## What is expected
Only an exact repetition of all the entries will be accepted.

## Data under study
//! Scan result records and the result set.

use chrono::{DateTime, Utc};
use serde::{Deserialize, Serialize};
use std::cmp::Ordering;

use crate::metrics::Metric;

/// Column headers of the presented table, in display order.
pub const COLUMNS: [&str; 8] = [
    "Ticker",
    "PE",
    "EV/EBITDA",
    "Rev YoY %",
    "EPS YoY %",
    "Sortino",
    "Alpha",
    "CROCI %",
];

// ============================================================================
// Metric Set
// ============================================================================

/// The seven screened metrics for one ticker.
#[derive(Debug, Clone, Copy, PartialEq, Default, Serialize, Deserialize)]
pub struct MetricSet {
    /// Trailing PE
    pub pe: Metric,
    /// Enterprise value / EBITDA
    pub ev_to_ebitda: Metric,
    /// Revenue growth (%)
    pub revenue_growth_pct: Metric,
    /// Diluted EPS growth (%)
    pub eps_growth_pct: Metric,
    /// Sortino ratio of daily returns
    pub sortino: Metric,
    /// Annualised CAPM alpha
    pub alpha: Metric,
    /// Cash return on invested capital (%)
    pub croci_pct: Metric,
}

impl MetricSet {
    /// Values in [`COLUMNS`] order, ticker excluded.
    pub fn cells(&self) -> [Metric; 7] {
        [
            self.pe,
            self.ev_to_ebitda,
            self.revenue_growth_pct,
            self.eps_growth_pct,
            self.sortino,
            self.alpha,
            self.croci_pct,
        ]
    }
}

// ============================================================================
// Scan Record
// ============================================================================

/// Outcome of one successfully evaluated ticker. Immutable once built.
#[derive(Debug, Clone, PartialEq, Serialize, Deserialize)]
pub struct ScanRecord {
    ticker: String,
    #[serde(flatten)]
    metrics: MetricSet,
    passed: bool,
}

impl ScanRecord {
    pub fn new(ticker: impl Into<String>, metrics: MetricSet, passed: bool) -> Self {
        Self {
            ticker: ticker.into(),
            metrics,
            passed,
        }
    }

    pub fn ticker(&self) -> &str {
        &self.ticker
    }

    pub fn metrics(&self) -> &MetricSet {
        &self.metrics
    }

    pub fn alpha(&self) -> Metric {
        self.metrics.alpha
    }

    pub fn passed(&self) -> bool {
        self.passed
    }

    /// Presented view without the pass flag.
    pub fn to_row(&self) -> PassingRow {
        PassingRow {
            ticker: self.ticker.clone(),
            metrics: self.metrics,
        }
    }
}

/// A record as presented and exported: ticker and metrics, no pass flag.
#[derive(Debug, Clone, PartialEq, Serialize, Deserialize)]
pub struct PassingRow {
    pub ticker: String,
    #[serde(flatten)]
    pub metrics: MetricSet,
}

/// Descending by alpha; undefined alpha sorts last.
fn alpha_descending(a: Metric, b: Metric) -> Ordering {
    match (a.value(), b.value()) {
        (Some(x), Some(y)) => y.total_cmp(&x),
        (Some(_), None) => Ordering::Less,
        (None, Some(_)) => Ordering::Greater,
        (None, None) => Ordering::Equal,
    }
}

// ============================================================================
// Scan Result
// ============================================================================

/// Everything one scan produced.
#[derive(Debug, Clone, Serialize, Deserialize)]
pub struct ScanResult {
    /// Scan id (also the log correlation id)
    pub scan_id: String,
    /// Evaluated records in submission order
    pub records: Vec<ScanRecord>,
    /// Tickers submitted
    pub total_submitted: usize,
    /// Tickers that produced no record (short history, fetch failure, timeout)
    pub skipped: usize,
    /// Tickers never started because the scan was cancelled
    pub not_started: usize,
    /// Whether the scan was cancelled before all tickers ran
    pub cancelled: bool,
    /// Threshold summary the scan ran with
    pub thresholds: String,
    pub started_at: DateTime<Utc>,
    pub completed_at: DateTime<Utc>,
    pub duration_secs: f64,
}

impl ScanResult {
    /// Passing rows, sorted by alpha descending.
    ///
    /// The sort is stable, so ties keep submission order.
    pub fn passing(&self) -> Vec<PassingRow> {
        let mut rows: Vec<&ScanRecord> = self.records.iter().filter(|r| r.passed()).collect();
        rows.sort_by(|a, b| alpha_descending(a.alpha(), b.alpha()));
        rows.into_iter().map(ScanRecord::to_row).collect()
    }

    pub fn pass_count(&self) -> usize {
        self.records.iter().filter(|r| r.passed()).count()
    }

    /// e.g. "3 of 500 tickers passed"
    pub fn summary(&self) -> String {
        format!("{} of {} tickers passed", self.pass_count(), self.total_submitted)
    }
}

## Answer box
//! Scan result records and the result set.

use chrono::{DateTime, Utc};
use serde::{Deserialize, Serialize};
use std::cmp::Ordering;

use crate::metrics::Metric;

/// Column headers of the presented table, in display order.
pub const COLUMNS: [&str; 8] = [
    "Ticker",
    "PE",
    "EV/EBITDA",
    "Rev YoY %",
    "EPS YoY %",
    "Sortino",
    "Alpha",
    "CROCI %",
];

// ============================================================================
// Metric Set
// ============================================================================

/// The seven screened metrics for one ticker.
#[derive(Debug, Clone, Copy, PartialEq, Default, Serialize, Deserialize)]
pub struct MetricSet {
    /// Trailing PE
    pub pe: Metric,
    /// Enterprise value / EBITDA
    pub ev_to_ebitda: Metric,
    /// Revenue growth (%)
    pub revenue_growth_pct: Metric,
    /// Diluted EPS growth (%)
    pub eps_growth_pct: Metric,
    /// Sortino ratio of daily returns
    pub sortino: Metric,
    /// Annualised CAPM alpha
    pub alpha: Metric,
    /// Cash return on invested capital (%)
    pub croci_pct: Metric,
}

impl MetricSet {
    /// Values in [`COLUMNS`] order, ticker excluded.
    pub fn cells(&self) -> [Metric; 7] {
        [
            self.pe,
            self.ev_to_ebitda,
            self.revenue_growth_pct,
            self.eps_growth_pct,
            self.sortino,
            self.alpha,
            self.croci_pct,
        ]
    }
}

// ============================================================================
// Scan Record
// ============================================================================

/// Outcome of one successfully evaluated ticker. Immutable once built.
#[derive(Debug, Clone, PartialEq, Serialize, Deserialize)]
pub struct ScanRecord {
    ticker: String,
    #[serde(flatten)]
    metrics: MetricSet,
    passed: bool,
}

impl ScanRecord {
    pub fn new(ticker: impl Into<String>, metrics: MetricSet, passed: bool) -> Self {
        Self {
            ticker: ticker.into(),
            metrics,
            passed,
        }
    }

    pub fn ticker(&self) -> &str {
        &self.ticker
    }

    pub fn metrics(&self) -> &MetricSet {
        &self.metrics
    }

    pub fn alpha(&self) -> Metric {
        self.metrics.alpha
    }

    pub fn passed(&self) -> bool {
        self.passed
    }

    /// Presented view without the pass flag.
    pub fn to_row(&self) -> PassingRow {
        PassingRow {
            ticker: self.ticker.clone(),
            metrics: self.metrics,
        }
    }
}

/// A record as presented and exported: ticker and metrics, no pass flag.
#[derive(Debug, Clone, PartialEq, Serialize, Deserialize)]
pub struct PassingRow {
    pub ticker: String,
    #[serde(flatten)]
    pub metrics: MetricSet,
}

/// Descending by alpha; undefined alpha sorts last.
fn alpha_descending(a: Metric, b: Metric) -> Ordering {
    match (a.value(), b.value()) {
        (Some(x), Some(y)) => y.total_cmp(&x),
        (Some(_), None) => Ordering::Less,
        (None, Some(_)) => Ordering::Greater,
        (None, None) => Ordering::Equal,
    }
}

// ============================================================================
// Scan Result
// ============================================================================

/// Everything one scan produced.
#[derive(Debug, Clone, Serialize, Deserialize)]
pub struct ScanResult {
    /// Scan id (also the log correlation id)
    pub scan_id: String,
    /// Evaluated records in submission order
    pub records: Vec<ScanRecord>,
    /// Tickers submitted
    pub total_submitted: usize,
    /// Tickers that produced no record (short history, fetch failure, timeout)
    pub skipped: usize,
    /// Tickers never started because the scan was cancelled
    pub not_started: usize,
    /// Whether the scan was cancelled before all tickers ran
    pub cancelled: bool,
    /// Threshold summary the scan ran with
    pub thresholds: String,
    pub started_at: DateTime<Utc>,
    pub completed_at: DateTime<Utc>,
    pub duration_secs: f64,
}

impl ScanResult {
    /// Passing rows, sorted by alpha descending.
    ///
    /// The sort is stable, so ties keep submission order.
    pub fn passing(&self) -> Vec<PassingRow> {
        let mut rows: Vec<&ScanRecord> = self.records.iter().filter(|r| r.passed()).collect();
        rows.sort_by(|a, b| alpha_descending(a.alpha(), b.alpha()));
        rows.into_iter().map(ScanRecord::to_row).collect()
    }

    pub fn pass_count(&self) -> usize {
        self.records.iter().filter(|r| r.passed()).count()
    }

    /// e.g. "3 of 500 tickers passed"
    pub fn summary(&self) -> String {
        format!("{} of {} tickers passed", self.pass_count(), self.total_submitted)
    }
}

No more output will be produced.